# RECORDS SUPPLIED
BEGIN
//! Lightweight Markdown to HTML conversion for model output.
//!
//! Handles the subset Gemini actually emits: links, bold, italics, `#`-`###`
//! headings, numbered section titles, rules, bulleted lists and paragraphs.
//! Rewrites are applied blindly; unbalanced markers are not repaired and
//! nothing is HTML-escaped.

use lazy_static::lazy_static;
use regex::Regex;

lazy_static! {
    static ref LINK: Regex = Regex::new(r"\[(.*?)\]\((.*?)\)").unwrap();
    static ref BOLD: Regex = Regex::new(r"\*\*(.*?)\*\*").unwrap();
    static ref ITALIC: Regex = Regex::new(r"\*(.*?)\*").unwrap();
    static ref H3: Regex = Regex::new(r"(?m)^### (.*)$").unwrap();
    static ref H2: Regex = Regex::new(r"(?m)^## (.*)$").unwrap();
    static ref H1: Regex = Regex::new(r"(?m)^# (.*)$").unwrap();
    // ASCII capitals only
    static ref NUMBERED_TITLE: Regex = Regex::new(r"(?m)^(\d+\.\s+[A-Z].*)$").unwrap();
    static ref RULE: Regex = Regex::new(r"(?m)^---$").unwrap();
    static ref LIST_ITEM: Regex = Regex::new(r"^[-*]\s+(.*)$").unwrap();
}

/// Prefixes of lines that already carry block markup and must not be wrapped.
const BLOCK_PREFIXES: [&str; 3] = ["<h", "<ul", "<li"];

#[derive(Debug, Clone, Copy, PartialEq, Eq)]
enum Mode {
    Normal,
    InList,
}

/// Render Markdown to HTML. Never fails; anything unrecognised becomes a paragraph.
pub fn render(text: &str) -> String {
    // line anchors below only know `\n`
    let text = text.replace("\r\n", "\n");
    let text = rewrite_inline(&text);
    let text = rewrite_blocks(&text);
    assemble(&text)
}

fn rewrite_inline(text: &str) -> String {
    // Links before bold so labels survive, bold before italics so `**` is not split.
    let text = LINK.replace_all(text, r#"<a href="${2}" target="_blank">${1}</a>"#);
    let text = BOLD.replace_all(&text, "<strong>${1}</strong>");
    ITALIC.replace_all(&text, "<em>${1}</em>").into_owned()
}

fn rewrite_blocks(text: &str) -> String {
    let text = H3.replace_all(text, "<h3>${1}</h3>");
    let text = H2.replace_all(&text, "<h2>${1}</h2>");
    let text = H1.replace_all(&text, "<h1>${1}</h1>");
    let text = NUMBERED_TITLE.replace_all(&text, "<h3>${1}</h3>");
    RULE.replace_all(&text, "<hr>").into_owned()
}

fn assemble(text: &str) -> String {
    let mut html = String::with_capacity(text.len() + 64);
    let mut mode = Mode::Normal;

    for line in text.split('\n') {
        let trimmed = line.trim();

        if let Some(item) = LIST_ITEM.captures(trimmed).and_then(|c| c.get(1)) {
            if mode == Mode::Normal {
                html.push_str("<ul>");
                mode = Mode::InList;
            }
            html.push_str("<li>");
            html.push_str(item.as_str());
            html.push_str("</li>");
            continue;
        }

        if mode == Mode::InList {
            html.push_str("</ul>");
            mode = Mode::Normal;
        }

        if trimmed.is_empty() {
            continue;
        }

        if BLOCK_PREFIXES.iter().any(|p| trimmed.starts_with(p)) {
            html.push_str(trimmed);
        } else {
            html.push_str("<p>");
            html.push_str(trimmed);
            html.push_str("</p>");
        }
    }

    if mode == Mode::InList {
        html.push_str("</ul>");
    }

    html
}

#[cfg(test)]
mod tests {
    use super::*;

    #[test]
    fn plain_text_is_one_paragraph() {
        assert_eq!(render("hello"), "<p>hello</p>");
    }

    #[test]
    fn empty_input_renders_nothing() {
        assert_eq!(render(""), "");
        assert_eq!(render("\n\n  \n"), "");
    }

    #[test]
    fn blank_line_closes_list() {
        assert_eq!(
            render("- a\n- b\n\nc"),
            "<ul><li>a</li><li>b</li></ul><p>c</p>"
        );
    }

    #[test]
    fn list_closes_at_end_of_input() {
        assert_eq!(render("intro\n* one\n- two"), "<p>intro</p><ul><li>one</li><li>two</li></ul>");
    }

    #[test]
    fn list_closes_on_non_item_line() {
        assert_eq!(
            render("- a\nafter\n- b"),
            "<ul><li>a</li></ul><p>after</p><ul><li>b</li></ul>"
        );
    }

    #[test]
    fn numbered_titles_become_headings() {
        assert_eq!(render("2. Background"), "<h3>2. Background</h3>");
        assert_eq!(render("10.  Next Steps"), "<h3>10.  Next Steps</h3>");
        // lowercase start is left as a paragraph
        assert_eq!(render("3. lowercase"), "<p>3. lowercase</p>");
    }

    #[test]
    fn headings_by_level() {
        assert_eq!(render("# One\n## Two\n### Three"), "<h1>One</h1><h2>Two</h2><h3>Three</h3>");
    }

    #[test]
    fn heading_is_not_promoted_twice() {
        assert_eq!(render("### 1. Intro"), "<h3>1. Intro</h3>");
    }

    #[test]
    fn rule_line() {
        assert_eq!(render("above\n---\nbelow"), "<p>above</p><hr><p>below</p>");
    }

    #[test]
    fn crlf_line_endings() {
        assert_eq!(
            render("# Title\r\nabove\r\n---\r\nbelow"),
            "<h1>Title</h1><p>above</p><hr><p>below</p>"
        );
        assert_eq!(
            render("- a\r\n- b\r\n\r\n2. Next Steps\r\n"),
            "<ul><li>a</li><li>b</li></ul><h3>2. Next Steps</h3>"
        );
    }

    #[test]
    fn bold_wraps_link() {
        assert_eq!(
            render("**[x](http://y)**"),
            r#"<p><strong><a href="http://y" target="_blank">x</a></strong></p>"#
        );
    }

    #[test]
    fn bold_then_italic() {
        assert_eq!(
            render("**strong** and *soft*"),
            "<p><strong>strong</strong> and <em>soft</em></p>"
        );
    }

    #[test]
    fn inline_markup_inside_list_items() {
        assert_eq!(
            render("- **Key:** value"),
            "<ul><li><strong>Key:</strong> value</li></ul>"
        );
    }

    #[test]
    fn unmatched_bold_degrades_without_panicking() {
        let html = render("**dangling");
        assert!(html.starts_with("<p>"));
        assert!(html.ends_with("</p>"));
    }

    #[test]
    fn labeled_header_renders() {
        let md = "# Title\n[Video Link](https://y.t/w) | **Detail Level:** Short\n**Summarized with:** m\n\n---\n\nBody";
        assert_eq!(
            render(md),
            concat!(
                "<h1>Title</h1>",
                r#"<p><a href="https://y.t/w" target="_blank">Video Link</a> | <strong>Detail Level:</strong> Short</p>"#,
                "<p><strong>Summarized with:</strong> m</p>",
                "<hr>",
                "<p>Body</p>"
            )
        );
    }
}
END
# AIM OF THE TASK
Please filter the data down to the lines containing the word "Detail".

# TASK SOLUTION
        let md = "# Title\n[Video Link](https://y.t/w) | **Detail Level:** Short\n**Summarized with:** m\n\n---\n\nBody";
                r#"<p><a href="https://y.t/w" target="_blank">Video Link</a> | <strong>Detail Level:</strong> Short</p>"#,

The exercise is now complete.